La solidarité au sein d'un groupe quant à elle s'exprime par une redistribution de revenus, de biens ou de services vers les personnes économiquement faibles. Elle peut être conçue comme une interaction réciprocitaire (mutuellisme), une action purement altruiste et spontanée (le don charitable) ou comme le fruit d'un calcul stratégique à court, moyen ou long terme (ostentations ou intérêt personnelle bien compris), sans d'ailleurs que ces trois conceptions soient mutuellement exclusives.

Le mutuellisme familial contribue à faire de la famille un espace de protection et d'entraide. Le mutuellisme communautaire et professionnel pour sa part s'organise autour d'une base communautaire sous la forme de confréries et de corporations. Ces deux formes de mutuellismes n'échappent pas à des insuffisances telles que : la mauvaise diversification des risques et l'inégalité d'appartenance.

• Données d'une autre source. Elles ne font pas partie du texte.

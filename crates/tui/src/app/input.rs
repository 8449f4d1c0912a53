use super::*;

impl<S: KeyValueStore> App<S> {
    pub fn handle_event(&mut self, event: Event) -> Result<bool> {
        match event {
            Event::Key(key) => self.handle_key_event(key),
            Event::Mouse(mouse) => self.handle_mouse_event(mouse),
            _ => Ok(false),
        }
    }

    fn handle_key_event(&mut self, key: KeyEvent) -> Result<bool> {
        if key.code == KeyCode::Char('q') && key.modifiers.contains(KeyModifiers::CONTROL) {
            return Ok(true);
        }

        if self.show_help {
            if matches!(key.code, KeyCode::Esc | KeyCode::Char('?')) {
                self.show_help = false;
            }
            return Ok(false);
        }

        if self.show_error_details {
            if matches!(key.code, KeyCode::Esc | KeyCode::Enter | KeyCode::Char('E')) {
                self.show_error_details = false;
            }
            return Ok(false);
        }

        match self.focus {
            Focus::Settings => self.handle_settings_key(key),
            Focus::PathPrompt => self.handle_path_key(key),
            Focus::PageJump => self.handle_page_jump_key(key),
            Focus::Viewer => self.handle_viewer_key(key),
        }
        Ok(self.should_quit)
    }

    fn handle_viewer_key(&mut self, key: KeyEvent) {
        match key.code {
            KeyCode::Char('?') => self.show_help = true,
            KeyCode::Char('E') => {
                if self.last_error.is_some() {
                    self.show_error_details = true;
                }
            }
            KeyCode::Char('o') => {
                // The trigger is disabled for the whole upload.
                if !self.upload.is_uploading() {
                    self.picker.open();
                    self.path_input.clear();
                    self.focus = Focus::PathPrompt;
                }
            }
            KeyCode::Char('s') => {
                self.editor.open(&self.settings);
                self.focus = Focus::Settings;
            }
            KeyCode::Char('r') => self.close_document(),
            KeyCode::Char('e') => self.request_explanation(),
            KeyCode::Char('g') => {
                if self.upload.is_loaded() {
                    self.page_input.clear();
                    self.focus = Focus::PageJump;
                }
            }
            KeyCode::Left | KeyCode::Char('h') => {
                if self.upload.prev_page() {
                    self.request_explanation();
                }
            }
            KeyCode::Right | KeyCode::Char('l') => {
                if self.upload.next_page() {
                    self.request_explanation();
                }
            }
            KeyCode::Esc => self.notice = None,
            _ => {}
        }
    }

    fn handle_path_key(&mut self, key: KeyEvent) {
        match key.code {
            KeyCode::Esc => {
                self.picker.close();
                self.path_input.clear();
                self.focus = Focus::Viewer;
            }
            KeyCode::Enter => self.submit_path(),
            KeyCode::Backspace => self.path_input.handle_backspace(),
            KeyCode::Left => self.path_input.move_left(),
            KeyCode::Right => self.path_input.move_right(),
            KeyCode::Char(c) => self.path_input.handle_char(c),
            _ => {}
        }
    }

    fn handle_page_jump_key(&mut self, key: KeyEvent) {
        match key.code {
            KeyCode::Esc => self.focus = Focus::Viewer,
            KeyCode::Enter => {
                self.focus = Focus::Viewer;
                let typed = std::mem::take(&mut self.page_input.buffer);
                self.page_input.clear();
                match typed.trim().parse::<u32>() {
                    Ok(page) => {
                        if self.upload.go_to_page(page) {
                            self.request_explanation();
                        }
                    }
                    Err(_) => {
                        self.notice = Some(format!("'{}' is not a page number", typed.trim()))
                    }
                }
            }
            KeyCode::Backspace => self.page_input.handle_backspace(),
            KeyCode::Char(c) if c.is_ascii_digit() => self.page_input.handle_char(c),
            _ => {}
        }
    }

    fn handle_settings_key(&mut self, key: KeyEvent) {
        let ctrl = key.modifiers.contains(KeyModifiers::CONTROL);
        match key.code {
            KeyCode::Esc => {
                self.editor.cancel();
                self.focus = Focus::Viewer;
            }
            KeyCode::Enter => self.save_settings(),
            KeyCode::Tab | KeyCode::BackTab => self.editor.toggle_field(),
            KeyCode::Char('v') if ctrl => self.editor.toggle_key_visibility(),
            KeyCode::Char('x') if ctrl => self.clear_settings(),
            KeyCode::Up | KeyCode::Down if self.editor.field() == EditorField::Model => {
                let forward = key.code == KeyCode::Down;
                let before = self.editor.staged_model();
                self.editor.cycle_model(forward);
                if self.editor.staged_model() == before {
                    if let Some(locked) = ModelId::ALL
                        .iter()
                        .copied()
                        .find(|m| !self.editor.is_model_enabled(*m))
                    {
                        if let Err(rejection) = self.editor.select_model(locked) {
                            self.editor.set_error(rejection.to_string());
                        }
                    }
                }
            }
            KeyCode::Backspace if self.editor.field() == EditorField::ApiKey => {
                self.editor.backspace()
            }
            KeyCode::Char(c) if !ctrl && self.editor.field() == EditorField::ApiKey => {
                self.editor.input_char(c)
            }
            _ => {}
        }
    }

    fn handle_mouse_event(&mut self, mouse: MouseEvent) -> Result<bool> {
        match mouse.kind {
            MouseEventKind::Down(MouseButton::Left) => {
                self.dragging_divider = self.layout.is_on_divider(mouse.column, mouse.row);
            }
            MouseEventKind::Drag(MouseButton::Left) if self.dragging_divider => {
                let delta = mouse.column as i16 - self.last_mouse_pos.0 as i16;
                self.layout.handle_drag(delta);
            }
            MouseEventKind::Up(MouseButton::Left) => self.dragging_divider = false,
            MouseEventKind::ScrollUp if self.focus == Focus::Viewer => {
                if self.upload.prev_page() {
                    self.request_explanation();
                }
            }
            MouseEventKind::ScrollDown if self.focus == Focus::Viewer => {
                if self.upload.next_page() {
                    self.request_explanation();
                }
            }
            _ => {}
        }
        self.last_mouse_pos = (mouse.column, mouse.row);
        Ok(false)
    }
}
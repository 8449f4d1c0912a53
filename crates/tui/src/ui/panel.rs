use ratatui::layout::Rect;

#[derive(Debug, Clone, Copy, PartialEq)]
pub enum PanelType {
    Topbar,
    Viewer,
    Explanation,
    StatusBar,
}

#[derive(Debug, Clone)]
pub struct Panel {
    pub panel_type: PanelType,
    pub rect: Rect,
}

La solidarité est aussi liée aux dons à travers un donateur qui veut se faire valoir (en cela la dépense est ostentatoire), à travers également la générosité des donateurs. A cela, il faut ajouter la charité privée qui peut être directe ou intermédiée, ainsi que l'altruisme lié à «  l'égoïste prudence » (J.M.Buchanan et G.Tullock, 1986) et au « voile d'ignorance » (John Rawls, 1971). Des insuffisances guettent néanmoins ces différentes formes de solidarités à savoir : le don proportionnel à la proximité au risque des donateurs et non aux besoins des défavorisés, la réciprocité non garantie du don, les intérêts acquis, le sous-investissement en capital humain et le comportement de passager clandestin.

Ces contraintes justifient les attributions de la protection sociale à travers: le devoir de contribution, le choix collectif, un mutuellisme obligatoire dont les bases seront le droit à l'aide sociale, ainsi qu'un mutuellisme social plus large et plus égalitaire.

A l'issue de cette analyse microéconomique de l'organisation sociale, le caractère étroitement imbriqué des assurances sociales et de l'aide sociale amène à douter de la pertinence de la dichotomie entre prévoyance-assurance et solidarité-assistance et de la nécessité de séparer dans les divers régimes, ce qui relèverait d'une logique d'assurance de ce qui dépend de la solidarité. Ainsi pour D.Blanchet (1996) : « le système de protection sociale évolue en s'appuyant sur deux jambes : le sentiment que quelque chose d'inconditionnel doit être fait pour les moins chanceux, et le sentiment que ce quelque chose joue aussi un rôle d'assurance qui est à l'avantage de tous. Faut-il continuer à prendre appui sur ces deux jambes ou (...) continuer à cloche pied ? ». Nous allons maintenant voir qu'au plan macroéconomique, la protection sociale est aussi une et indivisible.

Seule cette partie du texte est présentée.